=== Begin Enclosure ===

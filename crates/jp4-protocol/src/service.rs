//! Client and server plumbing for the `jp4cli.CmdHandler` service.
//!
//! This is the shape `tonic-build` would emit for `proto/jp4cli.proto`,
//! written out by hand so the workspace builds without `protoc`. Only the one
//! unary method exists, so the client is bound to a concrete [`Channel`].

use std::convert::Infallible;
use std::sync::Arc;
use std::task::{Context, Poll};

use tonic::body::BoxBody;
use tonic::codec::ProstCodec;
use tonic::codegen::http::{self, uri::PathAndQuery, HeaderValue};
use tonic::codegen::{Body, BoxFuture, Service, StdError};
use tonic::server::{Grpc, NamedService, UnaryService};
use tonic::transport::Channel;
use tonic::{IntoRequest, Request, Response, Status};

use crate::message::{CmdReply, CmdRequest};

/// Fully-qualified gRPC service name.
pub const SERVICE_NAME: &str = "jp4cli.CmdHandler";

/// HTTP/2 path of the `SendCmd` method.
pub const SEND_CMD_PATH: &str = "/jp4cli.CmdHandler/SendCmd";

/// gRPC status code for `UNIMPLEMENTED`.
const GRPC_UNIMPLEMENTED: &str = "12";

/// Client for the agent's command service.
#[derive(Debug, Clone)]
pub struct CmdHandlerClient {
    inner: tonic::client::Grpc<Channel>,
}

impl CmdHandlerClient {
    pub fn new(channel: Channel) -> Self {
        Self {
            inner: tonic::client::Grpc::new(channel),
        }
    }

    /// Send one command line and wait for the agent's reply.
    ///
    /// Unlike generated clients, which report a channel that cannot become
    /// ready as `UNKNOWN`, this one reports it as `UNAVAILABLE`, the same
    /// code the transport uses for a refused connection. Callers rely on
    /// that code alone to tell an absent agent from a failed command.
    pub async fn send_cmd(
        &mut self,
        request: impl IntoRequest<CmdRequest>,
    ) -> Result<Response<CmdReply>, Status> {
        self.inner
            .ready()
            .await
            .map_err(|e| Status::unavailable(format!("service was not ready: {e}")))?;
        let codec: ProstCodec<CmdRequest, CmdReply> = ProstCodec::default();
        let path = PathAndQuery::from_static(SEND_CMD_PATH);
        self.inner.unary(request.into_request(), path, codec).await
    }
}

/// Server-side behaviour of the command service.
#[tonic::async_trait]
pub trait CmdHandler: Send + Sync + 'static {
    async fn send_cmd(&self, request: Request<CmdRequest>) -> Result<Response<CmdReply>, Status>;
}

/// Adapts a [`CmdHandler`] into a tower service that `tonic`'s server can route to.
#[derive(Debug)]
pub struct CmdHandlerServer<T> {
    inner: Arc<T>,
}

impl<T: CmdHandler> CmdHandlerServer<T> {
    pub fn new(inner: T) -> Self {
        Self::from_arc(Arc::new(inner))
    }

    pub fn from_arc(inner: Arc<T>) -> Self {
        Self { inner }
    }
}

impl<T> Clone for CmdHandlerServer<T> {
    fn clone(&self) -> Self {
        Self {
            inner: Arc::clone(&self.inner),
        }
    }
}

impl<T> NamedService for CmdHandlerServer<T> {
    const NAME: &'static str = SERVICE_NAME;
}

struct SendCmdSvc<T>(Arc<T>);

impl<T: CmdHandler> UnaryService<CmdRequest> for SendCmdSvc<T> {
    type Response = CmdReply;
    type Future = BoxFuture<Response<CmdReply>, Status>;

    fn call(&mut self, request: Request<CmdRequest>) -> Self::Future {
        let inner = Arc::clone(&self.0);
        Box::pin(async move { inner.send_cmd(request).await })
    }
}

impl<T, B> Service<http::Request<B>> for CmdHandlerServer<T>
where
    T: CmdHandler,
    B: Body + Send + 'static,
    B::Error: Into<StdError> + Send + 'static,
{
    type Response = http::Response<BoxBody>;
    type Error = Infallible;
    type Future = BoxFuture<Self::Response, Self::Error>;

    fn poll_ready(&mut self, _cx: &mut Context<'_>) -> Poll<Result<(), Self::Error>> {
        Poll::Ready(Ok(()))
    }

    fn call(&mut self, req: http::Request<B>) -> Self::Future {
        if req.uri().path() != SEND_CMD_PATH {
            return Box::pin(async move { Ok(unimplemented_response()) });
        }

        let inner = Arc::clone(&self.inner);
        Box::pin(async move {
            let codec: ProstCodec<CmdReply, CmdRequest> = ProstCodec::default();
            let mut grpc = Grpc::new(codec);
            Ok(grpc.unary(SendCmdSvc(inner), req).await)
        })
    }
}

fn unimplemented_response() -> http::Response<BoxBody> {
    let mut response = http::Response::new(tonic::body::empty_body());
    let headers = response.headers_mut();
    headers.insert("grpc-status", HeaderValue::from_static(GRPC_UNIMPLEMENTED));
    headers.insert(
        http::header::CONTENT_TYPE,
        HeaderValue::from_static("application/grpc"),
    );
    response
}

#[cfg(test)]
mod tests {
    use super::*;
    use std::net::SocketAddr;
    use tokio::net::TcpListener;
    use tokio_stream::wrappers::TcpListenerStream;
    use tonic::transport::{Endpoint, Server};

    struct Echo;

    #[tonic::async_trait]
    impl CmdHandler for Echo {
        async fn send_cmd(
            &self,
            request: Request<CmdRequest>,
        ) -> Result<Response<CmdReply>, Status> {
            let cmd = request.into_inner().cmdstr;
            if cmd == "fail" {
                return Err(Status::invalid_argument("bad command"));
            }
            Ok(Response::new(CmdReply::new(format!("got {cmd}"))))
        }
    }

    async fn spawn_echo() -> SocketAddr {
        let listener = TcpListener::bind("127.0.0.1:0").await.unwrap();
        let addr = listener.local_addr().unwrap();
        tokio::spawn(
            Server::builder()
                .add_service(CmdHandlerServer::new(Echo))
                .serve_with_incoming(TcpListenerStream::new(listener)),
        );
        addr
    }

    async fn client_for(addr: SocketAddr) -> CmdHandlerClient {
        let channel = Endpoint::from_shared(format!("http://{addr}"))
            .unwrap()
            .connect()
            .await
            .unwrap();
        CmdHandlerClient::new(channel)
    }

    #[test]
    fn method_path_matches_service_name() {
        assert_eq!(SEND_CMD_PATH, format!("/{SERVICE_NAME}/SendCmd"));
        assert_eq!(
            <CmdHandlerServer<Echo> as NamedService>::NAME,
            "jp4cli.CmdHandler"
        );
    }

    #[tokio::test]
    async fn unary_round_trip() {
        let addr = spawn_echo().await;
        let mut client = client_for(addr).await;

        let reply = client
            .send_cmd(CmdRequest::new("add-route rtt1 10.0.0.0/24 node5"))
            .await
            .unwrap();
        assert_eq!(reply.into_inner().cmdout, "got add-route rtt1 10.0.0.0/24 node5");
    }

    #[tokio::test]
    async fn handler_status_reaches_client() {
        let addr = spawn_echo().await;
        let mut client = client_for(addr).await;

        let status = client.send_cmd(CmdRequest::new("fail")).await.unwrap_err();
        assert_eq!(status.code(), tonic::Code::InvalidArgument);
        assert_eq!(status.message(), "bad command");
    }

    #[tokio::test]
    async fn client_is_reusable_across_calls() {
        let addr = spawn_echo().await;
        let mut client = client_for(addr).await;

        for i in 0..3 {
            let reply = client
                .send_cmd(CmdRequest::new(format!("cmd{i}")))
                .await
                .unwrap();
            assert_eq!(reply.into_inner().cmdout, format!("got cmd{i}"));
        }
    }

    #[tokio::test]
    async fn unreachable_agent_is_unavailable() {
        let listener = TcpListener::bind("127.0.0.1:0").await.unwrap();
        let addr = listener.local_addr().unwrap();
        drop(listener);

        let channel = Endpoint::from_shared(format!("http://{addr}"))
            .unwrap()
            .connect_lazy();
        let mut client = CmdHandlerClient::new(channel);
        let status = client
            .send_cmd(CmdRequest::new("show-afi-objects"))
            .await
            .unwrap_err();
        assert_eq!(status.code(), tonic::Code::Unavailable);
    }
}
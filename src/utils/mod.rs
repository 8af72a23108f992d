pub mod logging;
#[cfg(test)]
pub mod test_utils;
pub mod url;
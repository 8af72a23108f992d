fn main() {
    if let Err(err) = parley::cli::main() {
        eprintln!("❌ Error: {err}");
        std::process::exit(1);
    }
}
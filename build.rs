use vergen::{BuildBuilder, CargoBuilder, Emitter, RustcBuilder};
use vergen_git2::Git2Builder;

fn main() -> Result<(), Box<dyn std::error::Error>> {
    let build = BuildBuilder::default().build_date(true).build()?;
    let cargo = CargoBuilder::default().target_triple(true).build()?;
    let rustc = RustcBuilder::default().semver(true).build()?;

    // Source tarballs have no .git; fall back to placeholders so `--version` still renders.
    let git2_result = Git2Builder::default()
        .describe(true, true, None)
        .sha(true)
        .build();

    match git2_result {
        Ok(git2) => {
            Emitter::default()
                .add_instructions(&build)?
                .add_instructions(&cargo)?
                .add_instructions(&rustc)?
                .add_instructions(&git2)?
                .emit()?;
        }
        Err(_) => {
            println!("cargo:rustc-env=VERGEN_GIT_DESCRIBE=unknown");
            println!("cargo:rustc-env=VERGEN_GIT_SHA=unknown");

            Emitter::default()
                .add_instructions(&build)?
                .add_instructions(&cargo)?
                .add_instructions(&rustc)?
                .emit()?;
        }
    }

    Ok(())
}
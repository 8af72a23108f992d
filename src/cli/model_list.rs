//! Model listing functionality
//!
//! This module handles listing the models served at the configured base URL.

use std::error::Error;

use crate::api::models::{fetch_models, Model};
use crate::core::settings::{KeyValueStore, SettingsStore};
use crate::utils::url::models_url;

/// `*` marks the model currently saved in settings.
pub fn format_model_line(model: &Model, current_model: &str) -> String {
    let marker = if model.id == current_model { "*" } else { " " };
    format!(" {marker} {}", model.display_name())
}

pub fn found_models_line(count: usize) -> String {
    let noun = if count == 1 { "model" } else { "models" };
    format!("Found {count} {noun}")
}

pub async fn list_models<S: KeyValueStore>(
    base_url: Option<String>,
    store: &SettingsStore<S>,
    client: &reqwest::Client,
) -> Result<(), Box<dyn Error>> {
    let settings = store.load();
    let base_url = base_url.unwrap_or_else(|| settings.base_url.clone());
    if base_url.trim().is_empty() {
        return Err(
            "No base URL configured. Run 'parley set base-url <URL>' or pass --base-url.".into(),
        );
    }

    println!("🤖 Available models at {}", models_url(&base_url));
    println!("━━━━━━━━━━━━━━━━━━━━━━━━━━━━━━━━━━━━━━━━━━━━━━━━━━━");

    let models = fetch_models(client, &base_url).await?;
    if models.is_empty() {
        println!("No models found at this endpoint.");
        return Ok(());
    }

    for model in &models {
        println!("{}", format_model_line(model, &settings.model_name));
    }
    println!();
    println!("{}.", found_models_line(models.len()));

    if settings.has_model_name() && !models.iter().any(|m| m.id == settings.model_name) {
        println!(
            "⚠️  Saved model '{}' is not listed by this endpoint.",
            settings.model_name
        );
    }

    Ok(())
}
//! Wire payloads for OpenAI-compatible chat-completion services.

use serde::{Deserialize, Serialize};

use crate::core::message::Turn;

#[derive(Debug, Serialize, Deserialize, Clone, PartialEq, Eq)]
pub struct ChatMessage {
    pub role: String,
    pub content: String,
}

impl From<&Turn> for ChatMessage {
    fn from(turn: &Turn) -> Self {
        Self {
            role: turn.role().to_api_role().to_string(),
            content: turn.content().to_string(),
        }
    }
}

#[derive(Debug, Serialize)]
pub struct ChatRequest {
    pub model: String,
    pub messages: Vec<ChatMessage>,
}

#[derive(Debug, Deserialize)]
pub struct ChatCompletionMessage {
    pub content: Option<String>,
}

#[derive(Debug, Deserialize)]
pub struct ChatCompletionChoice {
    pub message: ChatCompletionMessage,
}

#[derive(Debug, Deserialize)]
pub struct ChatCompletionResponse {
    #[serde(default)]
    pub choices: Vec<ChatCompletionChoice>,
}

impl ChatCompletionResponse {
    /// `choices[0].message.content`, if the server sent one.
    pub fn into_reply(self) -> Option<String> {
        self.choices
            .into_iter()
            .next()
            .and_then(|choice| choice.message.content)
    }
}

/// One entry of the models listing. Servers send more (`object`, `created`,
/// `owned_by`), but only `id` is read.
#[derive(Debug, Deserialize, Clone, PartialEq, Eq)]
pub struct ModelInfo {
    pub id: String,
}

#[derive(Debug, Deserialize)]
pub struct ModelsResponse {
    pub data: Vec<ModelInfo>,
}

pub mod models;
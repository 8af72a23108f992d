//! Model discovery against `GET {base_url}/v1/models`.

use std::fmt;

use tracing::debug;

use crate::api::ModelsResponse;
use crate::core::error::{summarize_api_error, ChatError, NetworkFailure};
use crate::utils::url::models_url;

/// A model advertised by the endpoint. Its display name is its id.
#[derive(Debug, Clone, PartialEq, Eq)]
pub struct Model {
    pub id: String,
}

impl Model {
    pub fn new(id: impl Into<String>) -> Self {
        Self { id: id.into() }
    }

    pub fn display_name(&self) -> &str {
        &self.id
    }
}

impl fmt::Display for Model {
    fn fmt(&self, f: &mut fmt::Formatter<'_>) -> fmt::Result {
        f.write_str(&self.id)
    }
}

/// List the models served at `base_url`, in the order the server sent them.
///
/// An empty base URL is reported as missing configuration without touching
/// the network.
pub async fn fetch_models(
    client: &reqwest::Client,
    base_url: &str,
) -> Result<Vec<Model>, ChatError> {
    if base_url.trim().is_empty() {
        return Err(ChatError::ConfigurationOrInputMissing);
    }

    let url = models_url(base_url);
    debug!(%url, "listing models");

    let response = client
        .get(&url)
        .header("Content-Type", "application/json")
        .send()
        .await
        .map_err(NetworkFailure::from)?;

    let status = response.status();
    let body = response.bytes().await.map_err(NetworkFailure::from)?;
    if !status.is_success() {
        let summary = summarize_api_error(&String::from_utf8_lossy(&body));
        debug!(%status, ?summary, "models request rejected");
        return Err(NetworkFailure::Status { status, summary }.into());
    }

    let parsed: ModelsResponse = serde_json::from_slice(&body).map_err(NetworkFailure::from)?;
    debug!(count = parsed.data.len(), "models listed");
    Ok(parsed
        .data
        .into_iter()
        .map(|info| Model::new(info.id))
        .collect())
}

=== End Enclosure ===

Where a line of the data above includes "codegen", copy that line.

use tonic::codegen::http::{self, uri::PathAndQuery, HeaderValue};
use tonic::codegen::{Body, BoxFuture, Service, StdError};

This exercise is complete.